Resposta rápida
Não. O STJ entende que a prescrição intercorrente do art. 1º, § 1º, da Lei 9.873/1999 só se aplica aos processos sancionatórios da administração pública federal. Nos âmbitos estadual e municipal, na ausência de lei específica, incide o Decreto 20.910/1932, que inclusive prevê a suspensão do prazo durante o processo administrativo.
Por que a Lei 9.873/1999 não alcança Estados e Municípios
A Lei 9.873/1999 disciplina a prescrição da pretensão punitiva no exercício do poder de polícia federal, e é nesse âmbito que se insere a regra da prescrição intercorrente de três anos para processos paralisados.
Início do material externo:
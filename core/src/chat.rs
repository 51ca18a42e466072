/// Chat conversation controller.
///
/// Presents one conversation as an ordered, deduplicated message cache,
/// reconciling the initial history fetch, live push events and local sends.
/// Sends go through the ack path only; the server rebroadcast fills the
/// cache, so there is no optimistic local echo.
use crate::config::Config;
use crate::error::{Result, SparkError};
use crate::http::Api;
use crate::realtime::session::RealtimeSession;
use crate::types::{ChatEvent, Message, MessageKind, MessageStatus};
use std::sync::Arc;
use std::time::Duration;
use tokio::sync::{broadcast, watch};
use tokio::task::JoinHandle;
use tokio::time::sleep;
use tracing::{debug, warn};

/// Observable state of the open conversation
#[derive(Debug, Clone, Default)]
pub struct ConversationState {
    pub messages: Vec<Message>,
    pub partner_typing: bool,
}

pub struct ConversationController {
    conversation_id: String,
    session: RealtimeSession,
    state_tx: Arc<watch::Sender<ConversationState>>,
    listener: JoinHandle<()>,
}

impl ConversationController {
    /// Open a conversation: announce the room, start consuming push events,
    /// then seed the cache with the most recent page.
    pub async fn open(
        session: RealtimeSession,
        api: Arc<dyn Api>,
        config: &Config,
        conversation_id: &str,
        local_user_id: &str,
    ) -> Result<Self> {
        if conversation_id.is_empty() {
            return Err(SparkError::InvalidArgument(
                "conversation id must not be empty".to_string(),
            ));
        }

        let (state_tx, _) = watch::channel(ConversationState::default());
        let state_tx = Arc::new(state_tx);

        // Listen before fetching, so messages pushed while the history
        // request is in flight land in the cache; the merge collapses any
        // overlap with the seed page
        session.join_conversation(conversation_id).await;
        let listener = spawn_listener(
            session.clone(),
            api.clone(),
            state_tx.clone(),
            conversation_id.to_string(),
            local_user_id.to_string(),
            config.delivery_ack_delay,
        );

        let seed = match api
            .recent_messages(conversation_id, config.history_page_size)
            .await
        {
            Ok(seed) => seed,
            Err(e) => {
                listener.abort();
                session.leave_conversation(conversation_id).await;
                return Err(e);
            }
        };
        state_tx.send_modify(|state| {
            for message in seed {
                merge_message(&mut state.messages, message);
            }
        });

        Ok(Self {
            conversation_id: conversation_id.to_string(),
            session,
            state_tx,
            listener,
        })
    }

    /// Observe cache and typing updates
    pub fn subscribe(&self) -> watch::Receiver<ConversationState> {
        self.state_tx.subscribe()
    }

    pub fn snapshot(&self) -> ConversationState {
        self.state_tx.borrow().clone()
    }

    /// Send a message through the ack path. The resolved message is the
    /// authoritative copy; the server rebroadcast merges it into the cache.
    pub async fn send_message(&self, content: &str, kind: MessageKind) -> Result<Message> {
        self.session
            .send_message(&self.conversation_id, content, kind)
            .await
    }

    pub async fn update_message(&self, message_id: &str, content: &str) -> Result<Message> {
        self.session.update_message(message_id, content).await
    }

    pub async fn delete_message(&self, message_id: &str) -> Result<Message> {
        self.session.delete_message(message_id).await
    }

    /// Mark the conversation read by the local user
    pub async fn mark_read(&self) -> Result<()> {
        self.session.mark_conversation_read(&self.conversation_id).await
    }

    pub async fn set_typing(&self, active: bool) {
        self.session.set_typing(&self.conversation_id, active).await;
    }

    /// Tear down: stop consuming push events and leave the room
    pub async fn close(self) {
        self.listener.abort();
        self.session.leave_conversation(&self.conversation_id).await;
    }
}

impl Drop for ConversationController {
    fn drop(&mut self) {
        self.listener.abort();
    }
}

fn spawn_listener(
    session: RealtimeSession,
    api: Arc<dyn Api>,
    state_tx: Arc<watch::Sender<ConversationState>>,
    conversation_id: String,
    local_user_id: String,
    ack_delay: Duration,
) -> JoinHandle<()> {
    let mut events = session.subscribe();
    tokio::spawn(async move {
        loop {
            let event = match events.recv().await {
                Ok(event) => event,
                Err(broadcast::error::RecvError::Lagged(n)) => {
                    warn!("conversation listener lagged {} events", n);
                    continue;
                }
                Err(broadcast::error::RecvError::Closed) => break,
            };
            match event {
                ChatEvent::MessageNew(message)
                | ChatEvent::MessageUpdated(message)
                | ChatEvent::MessageDeleted(message)
                    if message.conversation_id == conversation_id =>
                {
                    let inbound = message.author_id != local_user_id;
                    let message_id = message.id.clone();
                    let mut inserted = false;
                    state_tx.send_modify(|state| {
                        inserted = merge_message(&mut state.messages, message);
                    });
                    if inserted && inbound {
                        schedule_delivery_ack(session.clone(), api.clone(), message_id, ack_delay);
                    }
                }
                ChatEvent::ConversationRead(receipt)
                    if receipt.conversation_id == conversation_id
                        && receipt.user_id != local_user_id =>
                {
                    state_tx.send_modify(|state| {
                        apply_read_receipt(&mut state.messages, &local_user_id);
                    });
                }
                ChatEvent::Typing(notice)
                    if notice.conversation_id == conversation_id
                        && notice.user_id != local_user_id =>
                {
                    state_tx.send_modify(|state| state.partner_typing = notice.is_typing);
                }
                _ => {}
            }
        }
    })
}

/// Confirm delivery after a short delay so rendering settles first.
/// Failures are swallowed here: the queue guarantees eventual retry.
fn schedule_delivery_ack(
    session: RealtimeSession,
    api: Arc<dyn Api>,
    message_id: String,
    delay: Duration,
) {
    tokio::spawn(async move {
        sleep(delay).await;
        if session.acknowledge_delivery(&message_id).await.is_ok() {
            return;
        }
        // Transport is down: try the HTTP fallback; otherwise the queued id
        // replays on the next reconnect
        match api.acknowledge_delivery(&message_id).await {
            Ok(()) => session.ack_queue().dequeue(&message_id).await,
            Err(e) => debug!("delivery ack for {} deferred: {}", message_id, e),
        }
    });
}

/// Merge one pushed message into the cache: replace in place when present
/// (keeps position, skips the re-sort), append and re-sort when absent.
/// Returns true when the message was newly inserted.
pub(crate) fn merge_message(messages: &mut Vec<Message>, incoming: Message) -> bool {
    if let Some(existing) = messages.iter_mut().find(|m| m.id == incoming.id) {
        *existing = incoming;
        false
    } else {
        messages.push(incoming);
        messages.sort_by(|a, b| a.created_at.cmp(&b.created_at));
        true
    }
}

/// The remote participant read the conversation: flip every own-authored
/// message that is not already read. One-directional; never reverts.
pub(crate) fn apply_read_receipt(messages: &mut [Message], local_user_id: &str) {
    for message in messages.iter_mut() {
        if message.author_id == local_user_id
            && matches!(message.status, MessageStatus::Sent | MessageStatus::Delivered)
        {
            message.status = MessageStatus::Read;
        }
    }
}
O STJ afasta a extensão dessa regra a órgãos estaduais e municipais, que não estão sob o alcance da norma.
Quando o ente estadual ou municipal não possui lei própria sobre o tema, aplica-se a regra geral do Decreto 20.910/1932. No caso julgado, prevaleceu o art. 4º desse decreto, segundo o qual o prazo prescricional fica suspenso enquanto tramita o processo administrativo sancionatório.
O que isso significa na prática
A demora do processo administrativo estadual ou municipal, por si só, não gera prescrição intercorrente com base na Lei 9.873/1999. A defesa que invoca esse fundamento tende a ser rejeitada quando não há lei local específica prevendo a figura.
Cada caso exige verificar se o Estado ou Município editou norma própria sobre prescrição administrativa, pois a existência de lei específica altera o regime aplicável. Os tribunais examinam essa moldura normativa caso a caso.